SEOUL-- The South Korean economy is expected to expand 2.8 percent on-year in 2022, slower than this year's projected 3.9 percent growth, amid weaker private consumption and global demand, a local think tank said Sunday.
The projection by the LG Economic Research Institute (LGERI) is lower than that by the International Monetary Fund (IMF) of 3.3 percent and the 3.0 percent estimate by both the Organization for Economic Cooperation and Development (OECD) and the Bank of Korea.
"The export-led growth is likely to lose steam next year, as global demand boosted by a post-pandemic recovery is expected to get weakened," the institute, affiliated with South Korea's fourth-largest conglomerate LG Group, said.
During the first 11 months of this year, the country's cumulative exports logged the highest ever figure of $583.8 billion, on the back of strong global demand for chips and petroleum products.
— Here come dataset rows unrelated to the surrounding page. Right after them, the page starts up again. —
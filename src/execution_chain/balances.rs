use tracing::{debug, warn};

use crate::units::WeiNewtype;

use super::{ExecutionNode, RpcError};

#[derive(Debug)]
pub struct BalanceCheck {
    pub address: String,
    pub balance: Result<WeiNewtype, RpcError>,
}

/// Looks up the latest balance for every address. One failed lookup does not stop the others.
pub fn check_balances<N: ExecutionNode>(node: &N, addresses: &[String]) -> Vec<BalanceCheck> {
    addresses
        .iter()
        .map(|address| {
            let balance = node.get_balance(address);
            match &balance {
                Ok(balance) => debug!(address, %balance, "got balance"),
                Err(error) => warn!(address, %error, "failed to get balance"),
            }
            BalanceCheck {
                address: address.clone(),
                balance,
            }
        })
        .collect()
}

/// The treasury always goes first, extra addresses follow in the order given, duplicates of the
/// treasury are dropped.
pub fn addresses_to_check(treasury: &str, extra: &[String]) -> Vec<String> {
    let mut addresses = vec![treasury.to_string()];
    addresses.extend(
        extra
            .iter()
            .filter(|address| !address.eq_ignore_ascii_case(treasury))
            .cloned(),
    );
    addresses
}

#[cfg(test)]
mod tests {
    use mockall::predicate::eq;

    use super::*;
    use crate::execution_chain::MockExecutionNode;

    const TREASURY: &str = "0x9011E888251AB053B7bD1cdB598Db4f9DEd94714";

    #[test]
    fn addresses_to_check_test() {
        let extra = vec![
            "0x9011e888251ab053b7bd1cdb598db4f9ded94714".to_string(),
            "0x0000000000000000000000000000000000000001".to_string(),
        ];
        assert_eq!(
            addresses_to_check(TREASURY, &extra),
            vec![
                TREASURY.to_string(),
                "0x0000000000000000000000000000000000000001".to_string()
            ]
        );
    }

    #[test]
    fn check_balances_keeps_going_after_failure_test() {
        let mut node = MockExecutionNode::new();
        node.expect_get_balance()
            .with(eq("0xbad"))
            .returning(|_| {
                Err(RpcError::Timeout {
                    method: "eth_getBalance".to_string(),
                    timeout: std::time::Duration::from_secs(5),
                })
            });
        node.expect_get_balance()
            .returning(|_| Ok(WeiNewtype::from_native(1000)));

        let checks = check_balances(
            &node,
            &["0xbad".to_string(), TREASURY.to_string()],
        );

        assert_eq!(checks.len(), 2);
        assert!(checks[0].balance.is_err());
        assert_eq!(
            checks[1].balance.as_ref().unwrap(),
            &WeiNewtype::from_native(1000)
        );
    }
}
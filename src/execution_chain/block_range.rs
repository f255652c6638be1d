use std::fmt::{Display, Formatter};

use super::BlockNumber;

/// A range of blocks. The range is inclusive of both the first and last.
#[derive(Debug, Clone, PartialEq, Eq)]
pub struct BlockRange {
    pub start: BlockNumber,
    pub end: BlockNumber,
}

impl BlockRange {
    /// `None` when `first` lies past `last`, there is nothing to walk then.
    pub fn new(first: BlockNumber, last: BlockNumber) -> Option<Self> {
        if first > last {
            return None;
        }

        Some(Self {
            start: first,
            end: last,
        })
    }

    /// Walks from `start` up to the chain height, or the limit when that comes first.
    pub fn up_to_height(
        start: BlockNumber,
        height: BlockNumber,
        limit: Option<BlockNumber>,
    ) -> Option<Self> {
        let end = limit.map_or(height, |limit| limit.min(height));
        Self::new(start, end)
    }

    /// Saturates at `u64::MAX` for the one range, `0..=u64::MAX`, that holds one more block.
    pub fn count(&self) -> u64 {
        (self.end - self.start).saturating_add(1)
    }
}

impl Display for BlockRange {
    fn fmt(&self, f: &mut Formatter<'_>) -> std::fmt::Result {
        write!(f, "{}-{}", self.start, self.end)
    }
}

impl IntoIterator for BlockRange {
    type Item = BlockNumber;
    type IntoIter = std::ops::RangeInclusive<BlockNumber>;

    fn into_iter(self) -> Self::IntoIter {
        self.start..=self.end
    }
}

#[cfg(test)]
mod tests {
    use super::*;

    #[test]
    fn block_range_iterable_test() {
        let range = BlockRange::new(1, 4)
            .unwrap()
            .into_iter()
            .collect::<Vec<BlockNumber>>();
        assert_eq!(range, vec![1, 2, 3, 4]);
    }

    #[test]
    fn block_range_single_block_test() {
        let range = BlockRange::new(7, 7).unwrap();
        assert_eq!(range.count(), 1);
        assert_eq!(range.into_iter().collect::<Vec<_>>(), vec![7]);
    }

    #[test]
    fn block_range_count_saturates_test() {
        assert_eq!(BlockRange::new(0, u64::MAX).unwrap().count(), u64::MAX);
        assert_eq!(BlockRange::new(1, u64::MAX).unwrap().count(), u64::MAX);
    }

    #[test]
    fn block_range_negative_test() {
        assert_eq!(BlockRange::new(5, 4), None);
    }

    #[test]
    fn block_range_up_to_height_test() {
        assert_eq!(
            BlockRange::up_to_height(0, 3, None),
            Some(BlockRange { start: 0, end: 3 })
        );
        assert_eq!(
            BlockRange::up_to_height(0, 850_870, Some(9)),
            Some(BlockRange { start: 0, end: 9 })
        );
        assert_eq!(
            BlockRange::up_to_height(0, 3, Some(100)),
            Some(BlockRange { start: 0, end: 3 })
        );
        assert_eq!(BlockRange::up_to_height(4, 3, None), None);
    }

    #[test]
    fn block_range_display_test() {
        assert_eq!(BlockRange::new(0, 9).unwrap().to_string(), "0-9");
    }
}
use std::{collections::BTreeMap, fmt::Display};

use chrono::{DateTime, Utc};
use serde::Serialize;

use crate::units::WeiNewtype;

/// A finding worth a human look. Findings never stop an analysis, they are listed in the order
/// they were discovered.
#[derive(Clone, Debug, PartialEq, Eq, Serialize)]
#[serde(tag = "kind", rename_all = "camelCase", rename_all_fields = "camelCase")]
pub enum Discrepancy {
    GenesisFieldMissing {
        field: &'static str,
    },
    GenesisAddressLength {
        address: String,
        length: usize,
    },
    GenesisDuplicateAddress {
        address: String,
        duplicate_of: String,
    },
    GenesisBalanceInvalid {
        address: String,
        raw: String,
    },
    TreasuryMissing {
        address: String,
    },
    EmptyExport,
    MetadataMissing {
        line: u64,
    },
    MetadataRepeated {
        line: u64,
    },
    /// The metadata record has no readable `height`, completeness cannot be checked.
    HeightMissing {
        line: u64,
    },
    HeightOutOfRange {
        line: u64,
        height: u64,
    },
    MalformedLine {
        line: u64,
        error: String,
    },
    DuplicateBlock {
        line: u64,
        key: String,
    },
    BlockGap {
        line: u64,
        expected: u64,
        found: u64,
    },
    ParentHashMismatch {
        line: u64,
        number: u64,
        expected: String,
        found: String,
    },
    /// A block follows one numbered `u64::MAX`, no number can come next.
    BlockAfterLastNumber {
        line: u64,
        found: u64,
    },
    Truncated {
        declared_height: u64,
        expected_blocks: u64,
        unique_blocks: u64,
        requested_range: Option<(u64, u64)>,
    },
    ExcessBlocks {
        declared_height: u64,
        expected_blocks: u64,
        unique_blocks: u64,
    },
}

impl Display for Discrepancy {
    fn fmt(&self, f: &mut std::fmt::Formatter<'_>) -> std::fmt::Result {
        match self {
            Self::GenesisFieldMissing { field } => {
                write!(f, "genesis is missing {field} or it is not a number")
            }
            Self::GenesisAddressLength { address, length } => write!(
                f,
                "genesis alloc key {address} has {length} hex characters, expected 40"
            ),
            Self::GenesisDuplicateAddress {
                address,
                duplicate_of,
            } => write!(
                f,
                "genesis alloc key {address} is the same account as {duplicate_of}"
            ),
            Self::GenesisBalanceInvalid { address, raw } => {
                write!(f, "genesis balance for {address} is not a number: {raw}")
            }
            Self::TreasuryMissing { address } => {
                write!(f, "treasury {address} not found in genesis alloc")
            }
            Self::EmptyExport => write!(f, "export contains no records"),
            Self::MetadataMissing { line } => {
                write!(f, "line {line}: export does not start with a metadata record")
            }
            Self::MetadataRepeated { line } => {
                write!(f, "line {line}: metadata record after the first line")
            }
            Self::HeightMissing { line } => write!(
                f,
                "line {line}: metadata has no readable height, block count cannot be checked"
            ),
            Self::HeightOutOfRange { line, height } => write!(
                f,
                "line {line}: metadata height {height} is too large to check the block count against"
            ),
            Self::MalformedLine { line, error } => write!(f, "line {line}: malformed, {error}"),
            Self::DuplicateBlock { line, key } => {
                write!(f, "line {line}: block {key} was already exported")
            }
            Self::BlockGap {
                line,
                expected,
                found,
            } => write!(f, "line {line}: expected block {expected}, found {found}"),
            Self::ParentHashMismatch {
                line,
                number,
                expected,
                found,
            } => write!(
                f,
                "line {line}: block {number} has parent hash {found}, previous block hash is {expected}"
            ),
            Self::BlockAfterLastNumber { line, found } => write!(
                f,
                "line {line}: block {found} follows block {}, the highest possible number",
                u64::MAX
            ),
            Self::Truncated {
                declared_height,
                expected_blocks,
                unique_blocks,
                requested_range,
            } => {
                write!(
                    f,
                    "export is truncated: height {declared_height} needs {expected_blocks} blocks, found {unique_blocks}"
                )?;
                match requested_range {
                    Some((start, end)) => {
                        write!(f, " (export was limited to blocks {start}-{end})")
                    }
                    None => Ok(()),
                }
            }
            Self::ExcessBlocks {
                declared_height,
                expected_blocks,
                unique_blocks,
            } => write!(
                f,
                "export has {unique_blocks} blocks but height {declared_height} allows only {expected_blocks}"
            ),
        }
    }
}

#[derive(Clone, Debug, PartialEq, Eq, Serialize)]
#[serde(rename_all = "camelCase")]
pub struct ReconciliationReport {
    pub chain_id: Option<u64>,
    pub gas_limit: Option<u64>,
    pub genesis_account_count: usize,
    pub total_genesis_balance: WeiNewtype,
    pub treasury_address: String,
    pub treasury_balance: Option<WeiNewtype>,
    pub export_version: Option<String>,
    pub declared_height: Option<u64>,
    /// `declared_height + 1`, when the height is usable.
    pub expected_block_count: Option<u64>,
    pub observed_block_count: u64,
    pub unique_block_key_count: u64,
    /// True when the export holds exactly `declared_height + 1` block records, duplicates included.
    /// Truncation is judged on unique blocks instead.
    pub block_count_matches_height: bool,
    pub state_entry_count: u64,
    pub state_entries_by_bucket: BTreeMap<String, u64>,
    pub malformed_line_count: u64,
    pub unclassified_line_count: u64,
    pub first_block_time: Option<DateTime<Utc>>,
    pub last_block_time: Option<DateTime<Utc>>,
    pub discrepancies: Vec<Discrepancy>,
}

impl ReconciliationReport {
    pub fn is_consistent(&self) -> bool {
        self.discrepancies.is_empty()
    }
}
The yearly figure is expected to hit an all-time high by beating the previous record of $604.9 billion set in 2018, according to government data.
The institute forecast the South Korean economy to increase 3.9 percent on-year this year, but the figure could fall further to around 2 percent after 2023.
Private consumption is expected to mark a 3.1 percent on-year rise in 2022, compared to 3.4 percent this year, according to the report.
Employment in such service sectors as food and accommodation is likely to increase to lead the overall gain, but not as much as previous levels due to the COVID-19 pandemic and continued growth in unmanned stores, it showed.
Consumer prices are to grow 2.2 percent in 2022, compared to 2.4 percent this year, as global oil prices are forecast to stabilize and overall demand slows down, the institute said.
LGERI also predicted the global economy to grow 3.9 percent next year, slower than this year's 5.8 percent growth.